Credit Control contends that Berkowitz's request for leave to amend the complaint should be denied because her motion papers were never served upon it; Berkowitz's counsel knew from prior litigation that this action was brought against a misnamed corporate entity and that the address upon which process and papers were served had not been used by Credit Control for several years; and, in essence, that amendment would be futile because there is no merit to Berkowitz's FDCPA claim. As purported evidence that Berkowitz's attorneys knew that this litigation and the default judgment were brought against a misnamed corporate entity and that the Newton Address had not been used by Credit Control for several years, Credit Control references: (1) a letter, dated December 7, 2018, that was filed in a prior case before the Honorable William F. Kuntz, II, Gutierrez v. CCS Credit Coll. Servs., No. 1:18-cv-1726, which requested leave for non-party “Credit Collection Services d/b/a Credit Control Services” to intervene in the case in order to participate in a hearing on the plaintiff's motion for a default, and the attachments thereto; and (2) an Order of Judge Kuntz in that case vacating the Clerk's Entry of Default against CCS, denying the plaintiff's motion for a default judgment and directing the plaintiff to effectuate service upon “Credit Collection Services (d/b/a Credit Control Services)” by a certain date. (DE [16-1].) However, the entity to which those documents refer is “Credit Collection Services d/b/a Credit Control Services, ” whereas the entity which seeks to intervene in this action is “Credit Control Services, Inc. d/b/a Credit Collection Services.” Given the similarity of the various corporate names for which CT is the registered agent, (see DE [15-1] at 5), it cannot be said as a matter of law that Berkowitz's counsel knew or should have known that Credit Control was the proper defendant in this action. In any event, as set forth below, what Berkowitz or her counsel knew or should have known is irrelevant in determining whether any amendment to the complaint would relate back to the original complaint.

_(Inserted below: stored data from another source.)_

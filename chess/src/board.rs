//! Board and related things

use crate::between;
use crate::castling;
use crate::check::CheckSystem;
use crate::movegen::{self, MoveList};
use crate::moves::{Move, MoveInfo, PromotePiece, Verdict};
use crate::piece::Piece;
use crate::types::{
    CastlingSide, Color, DrawReason, InvalidCoordinate, Outcome, PieceId, PieceKind, Position,
    WinReason,
};
use gridchess_base::geometry;

use std::fmt::{self, Display};
use std::hash::{Hash, Hasher};

use thiserror::Error;
use tracing::{debug, trace};

/// Disagreement between the grid and the piece registry, reported by [`Board::validate()`]
#[derive(Debug, Clone, Error, Eq, PartialEq)]
pub enum ConsistencyError {
    /// Cell refers to an identifier without a live piece
    #[error("cell {0} refers to piece {1} which is not in the registry")]
    DanglingId(Position, PieceId),
    /// Cell and registry disagree on where the piece stands
    #[error("piece {id} is on cell {cell}, but the registry says {registered}")]
    PositionMismatch {
        id: PieceId,
        cell: Position,
        registered: Position,
    },
    /// Piece is registered, but marked as not being on board
    #[error("piece {0} is registered, but marked as detached")]
    OffBoardInRegistry(PieceId),
    /// Piece is registered, but no cell refers to it
    #[error("piece {0} is missing from the grid")]
    MissingFromGrid(PieceId),
    /// More than one cell refers to the same identifier
    #[error("piece {0} occupies more than one cell")]
    DuplicateId(PieceId),
    /// Piece is stored in a registry slot which doesn't match its identifier
    #[error("registry slot {slot} of {color:?} holds a foreign piece")]
    WrongSlot { color: Color, slot: usize },
    /// Registry holds an identifier which was never issued
    #[error("piece {0} was never issued")]
    IdCounterBehind(PieceId),
}

/// Chess board
///
/// The board keeps two views of the same pieces: a grid of 8x8 cells holding piece identifiers
/// and a per-color registry of 16 slots holding the pieces themselves. Identifiers are issued
/// sequentially for each color and never reused, even after the piece is captured.
///
/// Row 0 is rank 8, column 0 is file A. White pawns go towards row 0.
///
/// Cloning the board makes a fully independent copy, which is what legality checks use for
/// lookahead: a candidate move is made on a copy, then the copy is checked for self-check.
///
/// The board does not enforce the move order. [`Board::move_piece()`] moves a piece of any color
/// and doesn't reject moves that leave the own king in check. Use [`Board::move_piece_checked()`]
/// to enforce both rules.
///
/// Two boards are equal if their grids, registries, turns and histories are equal. Identifier
/// counters are not compared, so removing a freshly added piece gives back an equal board.
#[derive(Debug, Clone)]
pub struct Board {
    cells: [[Option<PieceId>; 8]; 8],
    pieces: [[Option<Piece>; PieceId::SLOTS]; 2],
    issued: [u8; 2],
    side: Color,
    history: Vec<Move>,
}

fn initial_matrix() -> [[Piece; PieceId::SLOTS]; 2] {
    const OFFICERS: [(PieceKind, u8); 8] = [
        (PieceKind::King, 4),
        (PieceKind::Queen, 3),
        (PieceKind::Rook, 0),
        (PieceKind::Rook, 7),
        (PieceKind::Knight, 1),
        (PieceKind::Knight, 6),
        (PieceKind::Bishop, 2),
        (PieceKind::Bishop, 5),
    ];

    [Color::White, Color::Black].map(|color| {
        let home = geometry::home_row(color);
        let pawns = geometry::pawn_start_row(color);
        let mut side = [Piece::new(PieceKind::Pawn, color, Position::from_parts(pawns, 0)); 16];
        for (slot, (kind, col)) in OFFICERS.into_iter().enumerate() {
            side[slot] = Piece::new(kind, color, Position::from_parts(home, col));
        }
        for col in 0..8 {
            side[OFFICERS.len() + col as usize] =
                Piece::new(PieceKind::Pawn, color, Position::from_parts(pawns, col));
        }
        side
    })
}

“Under the Federal Rules of Civil Procedure, an amendment to a pleading relates back to the date of the original pleading when:

‘(A) the law that provides the applicable statute of limitations allows relation back;
(B) the amendment asserts a claim or defense that arose out of the conduct, transaction, or occurrence set out-or attempted to be set out-in the original pleading; or
(C) the amendment changes the party or the naming of the party against whom a claim is asserted, if Rule 15(c)(1)(B) is satisfied and if, within the period provided by Rule 4(m) for serving the summons and complaint, the party to be brought in by amendment:
(i) received such notice of the action that it will not be prejudiced in defending on the merits; and
(ii) knew or should have known that the action would have been brought against it, but for a mistake concerning the proper party's identity.' ”
Krupski v. Costa Crociere S. p. A., 560 U.S. 538, 547, 130 S.Ct. 2485, 177 L.Ed.2d 48 (2010) (quoting Fed.R.Civ.P. 15(c)(1)(C)). There is no dispute in this case that Rule 15(c)(1)(B) is satisfied; nor is there any dispute that the original complaint was filed within the limitations period.

Credit Control's emphasis on Berkowitz's knowledge about the proper party which should be named as a defendant in this case is misplaced because “Rule15(c)(1)(C)(ii) asks what the prospective defendant knew or should have known during the Rule 4(m) period, not what the plaintiff knew or should have known at the time of filing her original complaint.” Id. at 548 (emphasis omitted). Since the summons and complaint was served upon the registered agent of Credit Control during the Rule 4(m) period, Credit Control knew or should have known during that period that “the action would have been brought against it, but for a mistake concerning the proper party's identity, ” Fed.R.Civ.P. 15(c)(1)(C), and will not be prejudiced in defending this case on the merits.

Moreover, in determining whether the plaintiff made a mistake regarding the proper party's identity, “it would be error to conflate knowledge of a party's existence with the absence of mistake.” Krupski, 560 U.S. at 548, 130 S.Ct. 2485. “The reasonableness of the mistake is not itself at issue.” Id. Since there is at least some evidence in the record suggesting that Credit Control was an intended party, e.g., the Civil Cover Sheet filed with the original complaint designates Credit Control as the defendant and the certificate of service of the default judgment motion identifies Credit Control as the entity upon which those papers were served, it is reasonable to conclude that the failure to name Credit Control in the original complaint was the result of a mistake.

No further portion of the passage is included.